Now, I know experimental music composers. My instinct is to point out that most of them make fart jokes and spend their time tinkering with electronics and testing out cool-looking graphic notation. But it's good to remind myself that real, overpowering experiences are the end goal--the end-product--of all the boring work.

Imagine you've just gotten done with a concert; can you imagine any more powerful letter to receive than one ending the way that Kaufman's does? You can imagine Bernstein reading it more than once.

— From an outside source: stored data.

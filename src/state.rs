// src/state.rs
use crate::{
    config::Config,
    services::{aluno_client::AlunoClient, aluno_store::AlunoStore},
};

// Estado partilhado por todos os handlers
#[derive(Clone)]
pub struct AppState {
    pub config: Config,
    // Lista de alunos (fotografia do backend) e comandos sobre ela
    pub store: AlunoStore,
}

impl AppState {
    pub fn new(config: Config) -> Self {
        let store = AlunoStore::new(AlunoClient::new(config.api_base_url.clone()));
        Self { config, store }
    }
}

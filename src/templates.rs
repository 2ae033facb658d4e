// src/templates.rs
use askama::Template; // Trait necessário para Askama
use crate::{
    models::aluno::{Aluno, Field},
    services::form_session::{EditTarget, FormSession},
};

/// Um campo do formulário já pronto para o template
#[derive(Debug, Clone)]
pub struct FieldView {
    pub name: &'static str,
    pub label: &'static str,
    pub input_type: &'static str,
    pub placeholder: &'static str,
    pub value: String,
    // Só presente se o campo foi tocado e é inválido
    pub error: Option<String>,
}

// Página única: formulário + lista de alunos (templates/alunos.html)
#[derive(Template)]
#[template(path = "alunos.html")]
pub struct AlunosPage<'a> {
    pub fields: Vec<FieldView>,
    pub editing_id: Option<i64>,
    pub submit_label: &'static str,
    pub alunos: &'a [Aluno],
    // Mensagens de feedback opcionais
    pub success_message: Option<String>,
    pub error_message: Option<String>,
}

impl<'a> AlunosPage<'a> {
    pub fn new(form: &FormSession, alunos: &'a [Aluno]) -> Self {
        let fields = Field::ALL
            .iter()
            .map(|&field| FieldView {
                name: field.name(),
                label: field.label(),
                input_type: field.input_type(),
                placeholder: field.placeholder(),
                value: form.draft().get(field).to_string(),
                error: form.visible_error(field).map(str::to_string),
            })
            .collect();

        let (editing_id, submit_label) = match form.edit_target() {
            EditTarget::Create => (None, "Adicionar"),
            EditTarget::Editing(id) => (Some(id), "Atualizar"),
        };

        Self {
            fields,
            editing_id,
            submit_label,
            alunos,
            success_message: None,
            error_message: None,
        }
    }
}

The scientists have not found the answer. Last night I felt that it was in the artist that the truth will be found or the artist will find the truth. Perhaps, in the outer stratus of the planet world, the truth of man’s uniqueness and true potentiality the secret will be revealed. It is in the new creativeness and courage on the part of artists like yourself who bring to the audience the possibility to understand the impermanence, the nothingness, and yet in the midst of all the cacophony, and the screamings of new sounds I felt truth, religiousness, potentiality and the impermanence and microcosmic nothingness of man.
 And paradoxically, you were the great surgeon. Directing, searching and seeking the meaningfulness of man. Are we worms crawling on a globular non-entity, or is it in our potential as humans to comprehend the truths.
 For all of this awakening I thank you, Maestro.